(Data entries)
+ + + +
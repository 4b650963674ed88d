//! Controller-side stream scheduler.
//!
//! The worker has no streaming state; a live feed is this scheduler
//! re-submitting `Snap` on a cadence. Each delivered frame feeds the FPS
//! estimator, and every few frames the fresh estimate is pushed down to the
//! worker with `SetFps` so recordings get stamped with a real rate. Frames
//! are handed to a caller-provided sink, which stands in for the display
//! surface.

use crate::controller::fps::FpsEstimator;
use crate::controller::ControllerFacade;
use crate::error::ControllerError;
use crate::hardware::Frame;
use crate::protocol::{Command, Response};
use std::sync::atomic::{AtomicBool, Ordering};
use std::time::{Duration, Instant};
use tracing::{debug, warn};

// Deliveries between FPS pushes to the worker.
const FPS_PUSH_INTERVAL: u64 = 5;

/// Totals for a finished stream run.
#[derive(Debug, Clone, Copy, PartialEq, Eq)]
pub struct StreamStats {
    /// Frames delivered to the sink.
    pub frames: u64,
    /// Final smoothed frame-rate estimate, 0 if fewer than two deliveries.
    pub fps: u32,
}

/// Repeated-`Snap` acquisition loop with frame-rate tracking.
pub struct StreamScheduler {
    delay: Duration,
    estimator: FpsEstimator,
}

impl StreamScheduler {
    /// Create a scheduler pausing `delay` between snaps (zero for flat out).
    pub fn new(delay: Duration) -> Self {
        Self {
            delay,
            estimator: FpsEstimator::new(),
        }
    }

    /// Latest frame-rate estimate.
    pub fn fps(&self) -> u32 {
        self.estimator.current()
    }

    /// Discard timing history, required after an exposure change.
    pub fn reset_fps(&mut self) {
        self.estimator.reset();
    }

    /// Run the snap loop until `stop` is raised.
    ///
    /// Each frame goes to `sink`; a `NotReady` delivery is skipped, so one
    /// bad frame does not end the stream.
    ///
    /// # Errors
    /// Ends early on submission failures and on a worker `Fault`.
    pub fn run<F>(
        &mut self,
        facade: &mut ControllerFacade,
        stop: &AtomicBool,
        mut sink: F,
    ) -> Result<StreamStats, ControllerError>
    where
        F: FnMut(Frame),
    {
        let mut frames = 0u64;
        while !stop.load(Ordering::Acquire) {
            let timeout = facade.command_timeout(&Command::Snap);
            match facade.submit(Command::Snap, timeout)? {
                Response::Frame(frame) => {
                    frames += 1;
                    let estimate = self.estimator.tick(Instant::now());
                    if let Some(fps) = estimate {
                        if fps > 0 && frames % FPS_PUSH_INTERVAL == 0 {
                            let push_timeout = facade.command_timeout(&Command::SetFps(fps));
                            facade.submit(Command::SetFps(fps), push_timeout)?;
                            debug!(fps, "pushed frame-rate estimate to worker");
                        }
                    }
                    sink(frame);
                }
                Response::NotReady(reason) => {
                    warn!(reason, "snap delivered no frame");
                }
                Response::Fault(message) => {
                    warn!(message, "stream ended by worker fault");
                    return Err(ControllerError::WorkerDead);
                }
                other => {
                    warn!(response = other.label(), "unexpected response to snap");
                }
            }
            if !self.delay.is_zero() {
                std::thread::sleep(self.delay);
            }
        }
        Ok(StreamStats {
            frames,
            fps: self.estimator.current(),
        })
    }
}

#[cfg(test)]
mod tests {
    use super::*;
    use crate::config::Settings;
    use std::sync::Arc;
    use tempfile::TempDir;

    fn fast_settings(dir: &TempDir) -> Settings {
        let mut settings = Settings::default();
        settings.camera.exposure_ms = 1;
        settings.recording.output_dir = dir.path().to_path_buf();
        settings
    }

    #[test]
    fn stream_delivers_frames_until_stopped() {
        let dir = TempDir::new().unwrap();
        let mut facade = ControllerFacade::new(fast_settings(&dir));
        facade.start().unwrap();

        let stop = Arc::new(AtomicBool::new(false));
        let mut scheduler = StreamScheduler::new(Duration::ZERO);
        let stop_in_sink = Arc::clone(&stop);
        let mut seen = 0u64;
        let stats = scheduler
            .run(&mut facade, &stop, |frame| {
                assert_eq!(frame.width, 640);
                seen += 1;
                if seen >= 7 {
                    stop_in_sink.store(true, Ordering::Release);
                }
            })
            .unwrap();

        assert_eq!(stats.frames, seen);
        assert!(stats.frames >= 7);
        // Seven deliveries at ~1 ms exposure produce a nonzero estimate.
        assert!(stats.fps > 0);

        // The estimate was pushed down, so the worker can report it back.
        let timeout = facade.command_timeout(&Command::QueryFps);
        match facade.submit(Command::QueryFps, timeout).unwrap() {
            Response::FpsValue(fps) => assert!(fps > 0),
            other => panic!("unexpected response {other:?}"),
        }
        facade.stop().unwrap();
    }

    #[test]
    fn raised_stop_flag_prevents_any_snap() {
        let dir = TempDir::new().unwrap();
        let mut facade = ControllerFacade::new(fast_settings(&dir));
        facade.start().unwrap();

        let stop = AtomicBool::new(true);
        let mut scheduler = StreamScheduler::new(Duration::ZERO);
        let stats = scheduler.run(&mut facade, &stop, |_| {}).unwrap();
        assert_eq!(stats.frames, 0);
        assert_eq!(stats.fps, 0);
        facade.stop().unwrap();
    }

    #[test]
    fn reset_clears_the_estimate() {
        let mut scheduler = StreamScheduler::new(Duration::ZERO);
        assert_eq!(scheduler.fps(), 0);
        scheduler.reset_fps();
        assert_eq!(scheduler.fps(), 0);
    }
}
+ + + +
TRY IT :: The answer should be an exact copy of the data.

EXERCISE SOLUTION ::
repository 4b650963674ed88d
//! Controller-side stream scheduler.
//!
//! The worker has no streaming state; a live feed is this scheduler
//! re-submitting `Snap` on a cadence. Each delivered frame feeds the FPS
//! estimator, and every few frames the fresh estimate is pushed down to the
//! worker with `SetFps` so recordings get stamped with a real rate. Frames
//! are handed to a caller-provided sink, which stands in for the display
//! surface.

use crate::controller::fps::FpsEstimator;
use crate::controller::ControllerFacade;
use crate::error::ControllerError;
use crate::hardware::Frame;
use crate::protocol::{Command, Response};
use std::sync::atomic::{AtomicBool, Ordering};
use std::time::{Duration, Instant};
use tracing::{debug, warn};

// Deliveries between FPS pushes to the worker.
const FPS_PUSH_INTERVAL: u64 = 5;

/// Totals for a finished stream run.
#[derive(Debug, Clone, Copy, PartialEq, Eq)]
pub struct StreamStats {
    /// Frames delivered to the sink.
    pub frames: u64,
    /// Final smoothed frame-rate estimate, 0 if fewer than two deliveries.
    pub fps: u32,
}

/// Repeated-`Snap` acquisition loop with frame-rate tracking.
pub struct StreamScheduler {
    delay: Duration,
    estimator: FpsEstimator,
}

impl StreamScheduler {
    /// Create a scheduler pausing `delay` between snaps (zero for flat out).
    pub fn new(delay: Duration) -> Self {
        Self {
            delay,
            estimator: FpsEstimator::new(),
        }
    }

    /// Latest frame-rate estimate.
    pub fn fps(&self) -> u32 {
        self.estimator.current()
    }

    /// Discard timing history, required after an exposure change.
    pub fn reset_fps(&mut self) {
        self.estimator.reset();
    }

    /// Run the snap loop until `stop` is raised.
    ///
    /// Each frame goes to `sink`; a `NotReady` delivery is skipped, so one
    /// bad frame does not end the stream.
    ///
    /// # Errors
    /// Ends early on submission failures and on a worker `Fault`.
    pub fn run<F>(
        &mut self,
        facade: &mut ControllerFacade,
        stop: &AtomicBool,
        mut sink: F,
    ) -> Result<StreamStats, ControllerError>
    where
        F: FnMut(Frame),
    {
        let mut frames = 0u64;
        while !stop.load(Ordering::Acquire) {
            let timeout = facade.command_timeout(&Command::Snap);
            match facade.submit(Command::Snap, timeout)? {
                Response::Frame(frame) => {
                    frames += 1;
                    let estimate = self.estimator.tick(Instant::now());
                    if let Some(fps) = estimate {
                        if fps > 0 && frames % FPS_PUSH_INTERVAL == 0 {
                            let push_timeout = facade.command_timeout(&Command::SetFps(fps));
                            facade.submit(Command::SetFps(fps), push_timeout)?;
                            debug!(fps, "pushed frame-rate estimate to worker");
                        }
                    }
                    sink(frame);
                }
                Response::NotReady(reason) => {
                    warn!(reason, "snap delivered no frame");
                }
                Response::Fault(message) => {
                    warn!(message, "stream ended by worker fault");
                    return Err(ControllerError::WorkerDead);
                }
                other => {
                    warn!(response = other.label(), "unexpected response to snap");
                }
            }
            if !self.delay.is_zero() {
                std::thread::sleep(self.delay);
            }
        }
        Ok(StreamStats {
            frames,
            fps: self.estimator.current(),
        })
    }
}

#[cfg(test)]
mod tests {
    use super::*;
    use crate::config::Settings;
    use std::sync::Arc;
    use tempfile::TempDir;

    fn fast_settings(dir: &TempDir) -> Settings {
        let mut settings = Settings::default();
        settings.camera.exposure_ms = 1;
        settings.recording.output_dir = dir.path().to_path_buf();
        settings
    }

    #[test]
    fn stream_delivers_frames_until_stopped() {
        let dir = TempDir::new().unwrap();
        let mut facade = ControllerFacade::new(fast_settings(&dir));
        facade.start().unwrap();

        let stop = Arc::new(AtomicBool::new(false));
        let mut scheduler = StreamScheduler::new(Duration::ZERO);
        let stop_in_sink = Arc::clone(&stop);
        let mut seen = 0u64;
        let stats = scheduler
            .run(&mut facade, &stop, |frame| {
                assert_eq!(frame.width, 640);
                seen += 1;
                if seen >= 7 {
                    stop_in_sink.store(true, Ordering::Release);
                }
            })
            .unwrap();

        assert_eq!(stats.frames, seen);
        assert!(stats.frames >= 7);
        // Seven deliveries at ~1 ms exposure produce a nonzero estimate.
        assert!(stats.fps > 0);

        // The estimate was pushed down, so the worker can report it back.
        let timeout = facade.command_timeout(&Command::QueryFps);
        match facade.submit(Command::QueryFps, timeout).unwrap() {
            Response::FpsValue(fps) => assert!(fps > 0),
            other => panic!("unexpected response {other:?}"),
        }
        facade.stop().unwrap();
    }

    #[test]
    fn raised_stop_flag_prevents_any_snap() {
        let dir = TempDir::new().unwrap();
        let mut facade = ControllerFacade::new(fast_settings(&dir));
        facade.start().unwrap();

        let stop = AtomicBool::new(true);
        let mut scheduler = StreamScheduler::new(Duration::ZERO);
        let stats = scheduler.run(&mut facade, &stop, |_| {}).unwrap();
        assert_eq!(stats.frames, 0);
        assert_eq!(stats.fps, 0);
        facade.stop().unwrap();
    }

    #[test]
    fn reset_clears_the_estimate() {
        let mut scheduler = StreamScheduler::new(Duration::ZERO);
        assert_eq!(scheduler.fps(), 0);
        scheduler.reset_fps();
        assert_eq!(scheduler.fps(), 0);
    }
}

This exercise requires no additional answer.